*** DATA LISTING ***
//! Error handling

use axum::Json;
use axum::http::StatusCode;
use axum::response::IntoResponse;
use tracing::{error, info};

use crate::constants::{
    CONFIGURATION_ERROR_MESSAGE, GENERIC_UPSTREAM_ERROR_MESSAGE, MAX_REQUEST_BODY_BYTES,
};
use crate::provider::ErrorResponse;

/// Failures of the relay endpoint, rendered as `{"error": ...}` bodies.
#[derive(Debug)]
pub enum ProxyError {
    /// The request body or model name was unusable
    BadRequest(String),
    /// The request body went over the size limit
    PayloadTooLarge,
    /// No provider credential is configured
    Configuration,
    /// The provider rejected the request with a structured error
    Upstream {
        /// Provider message
        message: String,
        /// Provider status code
        status: StatusCode,
        /// Canonical status name, eg `RESOURCE_EXHAUSTED`; only logged
        reason: Option<String>,
    },
    /// Anything else; the details are logged, never returned
    InternalServerError(String),
}

impl From<reqwest::Error> for ProxyError {
    fn from(err: reqwest::Error) -> Self {
        ProxyError::InternalServerError(err.to_string())
    }
}

impl From<axum::http::Error> for ProxyError {
    fn from(err: axum::http::Error) -> Self {
        ProxyError::InternalServerError(err.to_string())
    }
}

fn error_response(status: StatusCode, message: &str) -> axum::response::Response {
    (
        status,
        Json(ErrorResponse {
            error: message.to_string(),
        }),
    )
        .into_response()
}

impl IntoResponse for ProxyError {
    fn into_response(self) -> axum::response::Response {
        match self {
            ProxyError::BadRequest(message) => {
                info!("Bad generation request: {}", message);
                error_response(StatusCode::BAD_REQUEST, &message)
            }
            ProxyError::PayloadTooLarge => {
                info!("Generation request body over {} bytes", MAX_REQUEST_BODY_BYTES);
                error_response(
                    StatusCode::PAYLOAD_TOO_LARGE,
                    &format!("Request body exceeds {MAX_REQUEST_BODY_BYTES} bytes"),
                )
            }
            ProxyError::Configuration => {
                error!("Generation request refused: no provider credential configured");
                error_response(StatusCode::SERVICE_UNAVAILABLE, CONFIGURATION_ERROR_MESSAGE)
            }
            ProxyError::Upstream {
                message,
                status,
                reason,
            } => {
                match &reason {
                    Some(reason) => error!(
                        "Error proxying to provider API ({}, {}): {}",
                        status, reason, message
                    ),
                    None => error!("Error proxying to provider API ({}): {}", status, message),
                }
                error_response(status, &message)
            }
            ProxyError::InternalServerError(message) => {
                error!("Error proxying to provider API: {}", message);
                error_response(
                    StatusCode::INTERNAL_SERVER_ERROR,
                    GENERIC_UPSTREAM_ERROR_MESSAGE,
                )
            }
        }
    }
}

/// Why a single generation call failed. None of these are retried.
#[derive(Debug, Clone, Eq, PartialEq)]
pub enum GenerationError {
    /// The proxy has no provider credential
    Configuration,
    /// The provider (or the proxy) rejected the request
    Upstream {
        /// Message from the error body
        message: String,
        /// HTTP status of the response
        status: u16,
    },
    /// A successful response did not carry an image
    NoImageReturned(String),
    /// The proxy could not be reached
    Network(String),
}

impl std::fmt::Display for GenerationError {
    fn fmt(&self, f: &mut std::fmt::Formatter<'_>) -> std::fmt::Result {
        match self {
            Self::Configuration => write!(f, "{CONFIGURATION_ERROR_MESSAGE}"),
            Self::Upstream { message, .. } => write!(f, "{message}"),
            Self::NoImageReturned(reason) => write!(f, "{reason}"),
            Self::Network(reason) => write!(f, "Network error: {reason}"),
        }
    }
}

impl std::error::Error for GenerationError {}

/// What a failed call was trying to produce.
#[derive(Debug, Clone, Copy, Eq, PartialEq)]
pub enum GenerationKind {
    /// A variation of the base image
    Variation,
    /// A new base image from text
    BaseImage,
}

impl std::fmt::Display for GenerationKind {
    fn fmt(&self, f: &mut std::fmt::Formatter<'_>) -> std::fmt::Result {
        match self {
            Self::Variation => write!(f, "variation"),
            Self::BaseImage => write!(f, "base image"),
        }
    }
}

/// A [`GenerationError`] tagged with the prompt that caused it, so aggregated
/// messages identify their prompt on their own.
#[derive(Debug, Clone, Eq, PartialEq)]
pub struct PromptError {
    /// What the call was producing
    pub kind: GenerationKind,
    /// The prompt text as sent
    pub prompt: String,
    /// Underlying failure
    pub source: GenerationError,
}

impl PromptError {
    /// Tags `source` with a variation prompt.
    pub fn variation(prompt: &str, source: GenerationError) -> Self {
        Self {
            kind: GenerationKind::Variation,
            prompt: prompt.to_string(),
            source,
        }
    }

    /// Tags `source` with a base-image prompt.
    pub fn base_image(prompt: &str, source: GenerationError) -> Self {
        Self {
            kind: GenerationKind::BaseImage,
            prompt: prompt.to_string(),
            source,
        }
    }
}

impl std::fmt::Display for PromptError {
    fn fmt(&self, f: &mut std::fmt::Formatter<'_>) -> std::fmt::Result {
        write!(
            f,
            "Failed to generate {} for prompt \"{}\": {}",
            self.kind, self.prompt, self.source
        )
    }
}

impl std::error::Error for PromptError {
    fn source(&self) -> Option<&(dyn std::error::Error + 'static)> {
        Some(&self.source)
    }
}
***
■ TASK DETAILS ■
From the entries above, return each line with the word "GenerationKind" in it.

■ WRITTEN SOLUTION ■
pub enum GenerationKind {
impl std::fmt::Display for GenerationKind {
    pub kind: GenerationKind,
            kind: GenerationKind::Variation,
            kind: GenerationKind::BaseImage,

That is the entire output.